Collected data entries
####

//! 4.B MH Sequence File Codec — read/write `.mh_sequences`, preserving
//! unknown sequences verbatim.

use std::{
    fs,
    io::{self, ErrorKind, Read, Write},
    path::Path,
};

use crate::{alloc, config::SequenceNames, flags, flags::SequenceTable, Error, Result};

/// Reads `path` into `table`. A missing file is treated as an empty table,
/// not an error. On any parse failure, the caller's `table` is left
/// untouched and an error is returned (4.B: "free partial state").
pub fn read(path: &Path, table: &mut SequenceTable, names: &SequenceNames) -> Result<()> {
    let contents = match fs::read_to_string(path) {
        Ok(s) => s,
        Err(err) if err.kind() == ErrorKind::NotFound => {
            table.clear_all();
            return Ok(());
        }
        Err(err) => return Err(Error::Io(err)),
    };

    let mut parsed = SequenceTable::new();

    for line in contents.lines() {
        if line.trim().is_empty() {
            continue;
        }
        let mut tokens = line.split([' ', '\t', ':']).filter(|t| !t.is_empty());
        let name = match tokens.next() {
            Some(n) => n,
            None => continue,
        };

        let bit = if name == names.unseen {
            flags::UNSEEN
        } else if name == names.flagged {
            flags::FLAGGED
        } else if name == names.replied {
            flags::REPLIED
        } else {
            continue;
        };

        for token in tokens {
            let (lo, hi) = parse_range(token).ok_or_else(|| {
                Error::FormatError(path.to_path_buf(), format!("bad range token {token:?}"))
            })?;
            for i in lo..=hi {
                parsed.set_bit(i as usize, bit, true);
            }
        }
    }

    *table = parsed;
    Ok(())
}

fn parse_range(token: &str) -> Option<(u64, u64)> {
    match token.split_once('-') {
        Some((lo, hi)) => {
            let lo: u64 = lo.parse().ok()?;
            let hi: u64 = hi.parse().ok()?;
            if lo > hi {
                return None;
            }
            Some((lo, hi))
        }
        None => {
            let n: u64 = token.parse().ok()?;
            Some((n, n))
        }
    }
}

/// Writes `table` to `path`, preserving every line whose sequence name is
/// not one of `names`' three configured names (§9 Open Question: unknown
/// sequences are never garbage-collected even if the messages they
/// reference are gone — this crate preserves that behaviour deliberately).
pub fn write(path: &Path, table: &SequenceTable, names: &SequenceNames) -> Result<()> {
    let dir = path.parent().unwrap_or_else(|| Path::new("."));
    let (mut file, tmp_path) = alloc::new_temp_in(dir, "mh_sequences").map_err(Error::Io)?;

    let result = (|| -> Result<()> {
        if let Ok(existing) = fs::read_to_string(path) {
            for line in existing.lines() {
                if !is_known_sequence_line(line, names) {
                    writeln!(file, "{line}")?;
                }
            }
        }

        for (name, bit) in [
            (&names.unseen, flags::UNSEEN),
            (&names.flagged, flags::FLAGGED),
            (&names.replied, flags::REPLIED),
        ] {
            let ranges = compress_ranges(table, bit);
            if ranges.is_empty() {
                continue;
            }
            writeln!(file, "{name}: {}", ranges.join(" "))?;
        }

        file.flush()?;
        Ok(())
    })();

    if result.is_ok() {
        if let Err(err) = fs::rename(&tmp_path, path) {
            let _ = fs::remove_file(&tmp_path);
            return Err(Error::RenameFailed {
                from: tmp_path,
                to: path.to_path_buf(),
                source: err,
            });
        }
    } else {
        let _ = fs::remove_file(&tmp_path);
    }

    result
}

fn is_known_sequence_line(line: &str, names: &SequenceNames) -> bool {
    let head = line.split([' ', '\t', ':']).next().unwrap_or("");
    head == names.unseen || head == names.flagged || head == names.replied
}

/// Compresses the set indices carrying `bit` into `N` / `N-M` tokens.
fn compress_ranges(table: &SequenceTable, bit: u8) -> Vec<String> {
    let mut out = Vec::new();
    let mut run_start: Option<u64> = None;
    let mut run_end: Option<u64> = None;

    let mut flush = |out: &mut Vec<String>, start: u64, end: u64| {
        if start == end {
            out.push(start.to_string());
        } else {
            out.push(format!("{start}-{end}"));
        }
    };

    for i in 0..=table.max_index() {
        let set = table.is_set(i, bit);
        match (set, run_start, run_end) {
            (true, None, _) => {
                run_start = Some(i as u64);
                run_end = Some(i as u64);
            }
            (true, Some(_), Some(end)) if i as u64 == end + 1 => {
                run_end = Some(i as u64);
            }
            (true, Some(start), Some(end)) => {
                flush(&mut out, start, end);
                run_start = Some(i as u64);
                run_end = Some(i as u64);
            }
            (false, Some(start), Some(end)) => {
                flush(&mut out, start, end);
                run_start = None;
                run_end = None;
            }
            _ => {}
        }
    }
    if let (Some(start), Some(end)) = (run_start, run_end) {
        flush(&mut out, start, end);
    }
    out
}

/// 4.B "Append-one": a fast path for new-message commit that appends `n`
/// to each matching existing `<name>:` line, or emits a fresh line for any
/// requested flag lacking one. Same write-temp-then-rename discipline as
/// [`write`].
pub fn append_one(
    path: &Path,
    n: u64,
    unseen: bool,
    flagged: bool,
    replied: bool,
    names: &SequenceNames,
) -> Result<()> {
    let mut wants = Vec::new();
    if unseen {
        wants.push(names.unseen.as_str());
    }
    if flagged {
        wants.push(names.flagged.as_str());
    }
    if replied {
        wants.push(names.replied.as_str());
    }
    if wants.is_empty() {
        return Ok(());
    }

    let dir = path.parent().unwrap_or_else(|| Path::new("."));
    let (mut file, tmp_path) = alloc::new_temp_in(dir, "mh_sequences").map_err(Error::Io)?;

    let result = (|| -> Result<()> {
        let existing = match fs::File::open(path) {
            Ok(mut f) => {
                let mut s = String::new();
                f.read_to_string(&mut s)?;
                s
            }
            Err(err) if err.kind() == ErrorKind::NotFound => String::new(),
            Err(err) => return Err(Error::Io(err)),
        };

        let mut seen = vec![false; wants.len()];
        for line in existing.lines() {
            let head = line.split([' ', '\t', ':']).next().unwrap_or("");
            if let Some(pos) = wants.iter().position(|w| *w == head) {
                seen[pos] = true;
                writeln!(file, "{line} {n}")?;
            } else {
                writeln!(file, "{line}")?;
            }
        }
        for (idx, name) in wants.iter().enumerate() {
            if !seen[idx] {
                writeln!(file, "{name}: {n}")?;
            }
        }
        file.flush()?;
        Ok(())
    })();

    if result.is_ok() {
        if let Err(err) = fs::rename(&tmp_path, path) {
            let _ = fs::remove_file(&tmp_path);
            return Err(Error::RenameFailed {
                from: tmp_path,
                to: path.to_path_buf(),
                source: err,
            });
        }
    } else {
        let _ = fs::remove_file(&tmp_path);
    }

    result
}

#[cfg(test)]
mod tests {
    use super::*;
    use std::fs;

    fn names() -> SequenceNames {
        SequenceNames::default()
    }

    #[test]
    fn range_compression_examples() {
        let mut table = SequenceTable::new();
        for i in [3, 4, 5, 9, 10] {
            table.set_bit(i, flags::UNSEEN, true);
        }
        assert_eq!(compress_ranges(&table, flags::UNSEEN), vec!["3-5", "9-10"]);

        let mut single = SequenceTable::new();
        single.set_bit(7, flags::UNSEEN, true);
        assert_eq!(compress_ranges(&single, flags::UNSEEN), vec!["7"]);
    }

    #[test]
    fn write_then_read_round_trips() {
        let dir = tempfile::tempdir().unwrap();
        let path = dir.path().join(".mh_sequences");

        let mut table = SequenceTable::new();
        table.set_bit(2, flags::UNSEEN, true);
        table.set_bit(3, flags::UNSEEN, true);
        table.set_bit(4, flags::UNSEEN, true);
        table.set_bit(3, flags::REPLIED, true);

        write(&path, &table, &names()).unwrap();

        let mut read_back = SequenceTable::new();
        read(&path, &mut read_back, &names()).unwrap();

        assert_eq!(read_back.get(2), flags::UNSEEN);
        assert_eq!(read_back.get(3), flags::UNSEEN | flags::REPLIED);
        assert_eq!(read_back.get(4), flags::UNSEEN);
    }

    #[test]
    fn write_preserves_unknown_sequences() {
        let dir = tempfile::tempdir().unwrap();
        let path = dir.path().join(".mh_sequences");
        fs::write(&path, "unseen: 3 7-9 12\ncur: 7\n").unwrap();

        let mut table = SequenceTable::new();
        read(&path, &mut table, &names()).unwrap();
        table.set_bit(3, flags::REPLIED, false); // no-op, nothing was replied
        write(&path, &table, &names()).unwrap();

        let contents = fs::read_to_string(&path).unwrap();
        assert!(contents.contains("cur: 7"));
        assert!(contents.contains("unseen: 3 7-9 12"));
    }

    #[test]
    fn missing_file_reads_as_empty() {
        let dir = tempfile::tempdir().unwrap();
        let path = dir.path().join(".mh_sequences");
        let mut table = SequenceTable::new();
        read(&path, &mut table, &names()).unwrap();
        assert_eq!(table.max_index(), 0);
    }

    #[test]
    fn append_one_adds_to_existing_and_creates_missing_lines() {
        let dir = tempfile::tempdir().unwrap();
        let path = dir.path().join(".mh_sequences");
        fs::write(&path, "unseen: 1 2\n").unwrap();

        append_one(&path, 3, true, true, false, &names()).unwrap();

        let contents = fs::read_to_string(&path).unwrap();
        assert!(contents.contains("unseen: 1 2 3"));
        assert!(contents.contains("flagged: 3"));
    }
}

####

YOUR INSTRUCTIONS - Write down, word for word, the lines above from the one containing "fn parse_range(token: &str)" through the one containing "that behaviour deliberately).", both ends included.

PROBLEM SOLUTION -
fn parse_range(token: &str) -> Option<(u64, u64)> {
    match token.split_once('-') {
        Some((lo, hi)) => {
            let lo: u64 = lo.parse().ok()?;
            let hi: u64 = hi.parse().ok()?;
            if lo > hi {
                return None;
            }
            Some((lo, hi))
        }
        None => {
            let n: u64 = token.parse().ok()?;
            Some((n, n))
        }
    }
}

/// Writes `table` to `path`, preserving every line whose sequence name is
/// not one of `names`' three configured names (§9 Open Question: unknown
/// sequences are never garbage-collected even if the messages they
/// reference are gone — this crate preserves that behaviour deliberately).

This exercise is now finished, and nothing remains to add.